ŞEHİDİM ÖZÜR DİLERİM
Gökyüzünde yankılanan bir çığlık, toprağa düşen bir fidan… Her biri, bu vatanın kalbine saplanan bir kor. Şehitlerimiz… Onlar, bir nefesle bin yaşamı kucaklayan kahramanlarımız. Gözlerinde vatan aşkı, yüreklerinde cesaretin ateşiyle yürüdüler ölüme. Ardlarında ise, tarifsiz bir acıyla kavrulan anneler, babalar, eşler, evlatlar bıraktılar. Onlar ki, bu topraklara kök salmış çınarlar gibi ayakta durmaya çalışan, her nefeste şehitlerinin adını fısıldayan yüce insanlar.
Bir anneyi düşünün… Yavrusunu kundakta salladığı günden, vatan uğruna toprağa verdiği güne kadar taşıdığı o tarifsiz sevgiyi. Her bir hatıra, yüreğinde açan bir çiçek gibi. İlk adımları, ilk kelimeleri, okul heyecanları… Ve sonra, o kara haberin kapısını çalması. Dünya başına yıkılır, nefesi kesilir. Ama bilir ki, evladı boşuna gitmedi. Bilir ki, o topraklar şimdi onun canıyla sulanmış, daha da kutsal olmuştur. Gözyaşları, sadece acının değil, aynı zamanda gururun da nişanıdır.
Bir babanın omuzlarındaki ağırlığı hayal edin. Evladına bıraktığı mirasın, yalnızca maddi değil, aynı zamanda manevi bir sorumluluk olduğunu bilen bir baba. Evladının adını her duyduğunda, göğsü kabarır, gözleri dolar. Oğlu artık sadece onun oğlu değildir; tüm vatanın evladıdır. Onun fedakarlığı, bu ülkenin her köşesine sinmiş, her nefeste hissedilen bir destana dönüşmüştür.

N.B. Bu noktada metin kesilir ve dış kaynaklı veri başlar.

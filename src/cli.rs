//! Command-line interface - a thin collaborator over the medicine store.
//!
//! Each invocation opens the store, runs one operation, and prints plain text.
//! Everything here goes through the store's public operations only.

use crate::{
    config::settings::{DEFAULT_SETTINGS_PATH, Settings},
    core::{
        DocumentStorage, MedicineStore,
        report::{ChecklistRow, completion_percent},
    },
    entities::{DAY_LABELS, Medicine, WeeklySchedule},
    errors::Result,
};
use clap::{Args, Parser, Subcommand};
use std::{collections::BTreeMap, fmt::Write, path::PathBuf};
use tracing::info;

/// Track scheduled medicines and today's doses
#[derive(Debug, Parser)]
#[command(name = "medbay", version)]
pub struct Cli {
    /// Settings file
    #[arg(long, default_value = DEFAULT_SETTINGS_PATH)]
    pub config: PathBuf,

    #[command(subcommand)]
    pub command: Command,
}

#[derive(Debug, Clone, PartialEq, Eq, Subcommand)]
pub enum Command {
    /// Show today's checklist
    List,
    /// Show every tracked medicine
    Medicines,
    /// Add a medicine, replacing any medicine with the same name
    Add(AddArgs),
    /// Stop tracking a medicine
    Remove { name: String },
    /// Record one dose taken
    Take { name: String },
    /// Undo one recorded dose
    Undo { name: String },
    /// Print the medicine ids for drug-information lookups
    Ids,
}

#[derive(Debug, Clone, PartialEq, Eq, Args)]
pub struct AddArgs {
    #[arg(long)]
    pub name: String,
    /// Amount in a single dose
    #[arg(long)]
    pub dose_size: u32,
    /// Doses on hand
    #[arg(long)]
    pub inventory: i64,
    /// Unit of a dose, e.g. mg or tablet
    #[arg(long)]
    pub unit: String,
    /// Doses per day from Sunday to Saturday, e.g. 0,1,1,1,1,1,0
    #[arg(long)]
    pub schedule: WeeklySchedule,
    #[arg(long, default_value = "")]
    pub description: String,
    /// External lookup id
    #[arg(long, default_value = "")]
    pub id: String,
}

/// Runs one command against the store and returns the text to print.
pub fn run<S: DocumentStorage>(
    command: Command,
    store: &mut MedicineStore<S>,
    settings: &Settings,
) -> Result<String> {
    match command {
        Command::List => {
            let rows = store.checklist_report(settings.low_supply_threshold);
            Ok(format_checklist(store.today_day(), &rows))
        }
        Command::Medicines => Ok(format_medicines(store.user_medicines())),
        Command::Add(args) => {
            if store.exists(&args.name) {
                info!("Replacing existing medicine '{}'", args.name);
            }
            let medicine = store.factory().create_medicine(
                args.name,
                args.dose_size,
                args.inventory,
                args.unit,
                args.schedule,
                args.description,
                args.id,
            );
            let name = medicine.name.clone();
            store.save_medicine(medicine)?;
            Ok(format!("Saved {name}"))
        }
        Command::Remove { name } => {
            let existed = store.exists(&name);
            store.remove_medicine(&name)?;
            Ok(if existed {
                format!("Removed {name}")
            } else {
                format!("{name} was not tracked")
            })
        }
        Command::Take { name } => {
            store.take_medicine(&name)?;
            Ok(format_taken(store, &name))
        }
        Command::Undo { name } => {
            store.undo_take_medicine(&name)?;
            Ok(format_taken(store, &name))
        }
        Command::Ids => Ok(store.id_list_string()),
    }
}

fn format_taken<S: DocumentStorage>(store: &MedicineStore<S>, name: &str) -> String {
    let taken = store.today_checklist().get(name).copied().unwrap_or_default();
    let inventory = store
        .user_medicines()
        .get(name)
        .map(|medicine| medicine.dose.inventory)
        .unwrap_or_default();
    format!("{name}: {taken} taken today, {inventory} left")
}

/// Formats today's checklist, one line per medicine.
#[must_use]
pub fn format_checklist(day: usize, rows: &[ChecklistRow]) -> String {
    let label = DAY_LABELS.get(day).copied().unwrap_or("?");
    if rows.is_empty() {
        return format!("Nothing scheduled for {label}");
    }

    let mut out = format!(
        "Checklist for {label} - {:.0}% done\n",
        completion_percent(rows)
    );
    for row in rows {
        let mark = if row.is_complete() { "x" } else { " " };
        let _ = write!(
            out,
            "[{mark}] {} - {}/{} x {} {}",
            row.name, row.taken, row.scheduled, row.dose_size, row.unit
        );
        if row.low_supply {
            let _ = write!(out, " (low supply: {} left)", row.inventory);
        }
        out.push('\n');
    }
    out
}

/// Formats every tracked medicine with its schedule and supply.
#[must_use]
pub fn format_medicines(medicines: &BTreeMap<String, Medicine>) -> String {
    if medicines.is_empty() {
        return "No medicines tracked".to_string();
    }

    let mut out = String::new();
    for medicine in medicines.values() {
        let _ = writeln!(
            out,
            "{} [{}] {} {} per dose, {} on hand, schedule {}",
            medicine.name,
            medicine.id,
            medicine.dose.size,
            medicine.dose.unit,
            medicine.dose.inventory,
            medicine.weekly_schedule
        );
        if !medicine.description.is_empty() {
            let _ = writeln!(out, "    {}", medicine.description);
        }
    }
    out
}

Ve eşler… Yarım kalan sevdalar, hiç yaşanamamış hayaller… O evde yankılanan her sessizlik, bir zamanlar var olan neşenin acı bir yankısıdır. Ama onlar da bilirler ki, eşleri şehit düşse de, aşkları sonsuzdur. Onların bıraktığı miras, gururla taşınan bir isim, onurla yaşanacak bir hayat. Evlatlarına baktıkça, şehitlerinin gözlerini görürler, onların ruhunu yaşatırlar.
Çocuklar… Belki de en masum, en acı çeken kalpler. Babalarının neden gelmediğini anlamaya çalışan küçücük eller, bir daha hiç sarılamayacakları o güçlü kolları özleyen yürekler. Ama zamanla öğrenecekler ki, babaları bir kahraman. Onların güvenle uyuduğu her gece, babalarının verdiği can sayesinde. Büyüdüklerinde, o ismin omuzlarına yüklediği sorumluluğun bilinciyle yaşayacaklar.

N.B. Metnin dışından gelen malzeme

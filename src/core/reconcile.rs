//! Day-rollover reconciliation
//!
//! Decides, when a store is opened, whether the persisted checklist still
//! belongs to the current day. A checklist written earlier the same weekday is
//! restored as-is so partial progress survives a restart. A checklist written
//! on any other day is discarded and a fresh one is derived from each
//! medicine's weekly schedule, with every taken count at zero.

use super::document::TodayRecord;
use crate::entities::{DAY_LABELS, Medicine, Today};
use std::collections::BTreeMap;

/// What reconciliation did with the persisted checklist.
#[derive(Debug, Clone, PartialEq, Eq)]
pub enum Reconciliation {
    /// Nothing was persisted yet; the checklist starts empty.
    Fresh { day: usize },
    /// The persisted checklist was for today and was restored verbatim.
    Restored { day: usize, entries: usize },
    /// The persisted checklist was for another day and was rebuilt.
    RolledOver {
        /// Day index found in the document
        from_day: i64,
        to_day: usize,
        /// Number of persisted entries thrown away
        discarded: usize,
        /// Medicines scheduled for the new day, in name order
        scheduled: Vec<String>,
    },
}

/// Builds the checklist for `day` from the medicines and the persisted
/// checklist, if any.
#[must_use]
pub fn reconcile(
    medicines: &BTreeMap<String, Medicine>,
    day: usize,
    persisted: Option<&TodayRecord>,
) -> (Today, Reconciliation) {
    let mut today = Today::new(day);

    let Some(record) = persisted else {
        return (today, Reconciliation::Fresh { day });
    };

    if usize::try_from(record.day_int).is_ok_and(|stored| stored == day) {
        for entry in &record.today_array {
            today.add(&entry.name, entry.taken);
        }
        let entries = today.checklist().len();
        return (today, Reconciliation::Restored { day, entries });
    }

    let scheduled: Vec<String> = medicines
        .values()
        .filter(|medicine| medicine.is_scheduled_on(day))
        .map(|medicine| medicine.name.clone())
        .collect();
    for name in &scheduled {
        today.add(name, 0);
    }

    (
        today,
        Reconciliation::RolledOver {
            from_day: record.day_int,
            to_day: day,
            discarded: record.today_array.len(),
            scheduled,
        },
    )
}

fn day_label(day: usize) -> &'static str {
    DAY_LABELS.get(day).copied().unwrap_or("?")
}

/// Formats a reconciliation into a one-line summary for logging.
#[must_use]
pub fn format_reconciliation_summary(reconciliation: &Reconciliation) -> String {
    match reconciliation {
        Reconciliation::Fresh { day } => {
            format!("New medicine document - checklist for {} starts empty", day_label(*day))
        }
        Reconciliation::Restored { day, entries } => {
            format!("Restored {entries} checklist entries for {}", day_label(*day))
        }
        Reconciliation::RolledOver {
            from_day,
            to_day,
            discarded,
            scheduled,
        } => {
            let from = usize::try_from(*from_day).map_or("?", day_label);
            format!(
                "Day rollover {from} → {} - discarded {discarded} entries, {} scheduled: {}",
                day_label(*to_day),
                scheduled.len(),
                if scheduled.is_empty() {
                    "none".to_string()
                } else {
                    scheduled.join(", ")
                }
            )
        }
    }
}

Şehit aileleri… Onlar, gözyaşlarını içlerine akıtan, acılarını yüreklerine gömen, ama asla boyun eğmeyen asil insanlar. Her biri, bu vatanın onur abidesi. Onların metaneti, sabrı ve vatan sevgisi, bizlere örnek olmalı. Onların her birinin hikayesi, yazılmayı bekleyen bir destan.
Bu topraklarda özgürce nefes alıyorsak, sevdiklerimizle bir arada olabiliyorsak, evlerimizde huzur içinde uyuyabiliyorsak, bilin ki bu şehitlerimizin ve onların geride bıraktığı ailelerin sayesindedir. Onların bıraktığı miras, sadece bir şehitlik değil, aynı zamanda bizlere emanet edilen bir vatan borcudur. Her birimizin omuzlarında taşıdığımız bu ağır ama kutsal emaneti hakkıyla taşımak, onlara olan minnet borcumuzu ödemenin tek yoludur.
Unutmayın ki, bir şehidin ölümü, aslında yeni başlangıçlara gebedir. Onların kanlarıyla sulanmış bu topraklar, yeni fidanlar yeşertecek, yeni kahramanlar doğuracaktır. Şehitlerimiz ölümsüzdür. Onlar, bu vatanın her karış toprağında nefes almaya devam edecekler. Onların hatırası, kalbimizde bir meşale gibi yanacak, yolumuzu aydınlatacaktır.Son söz, son kelam.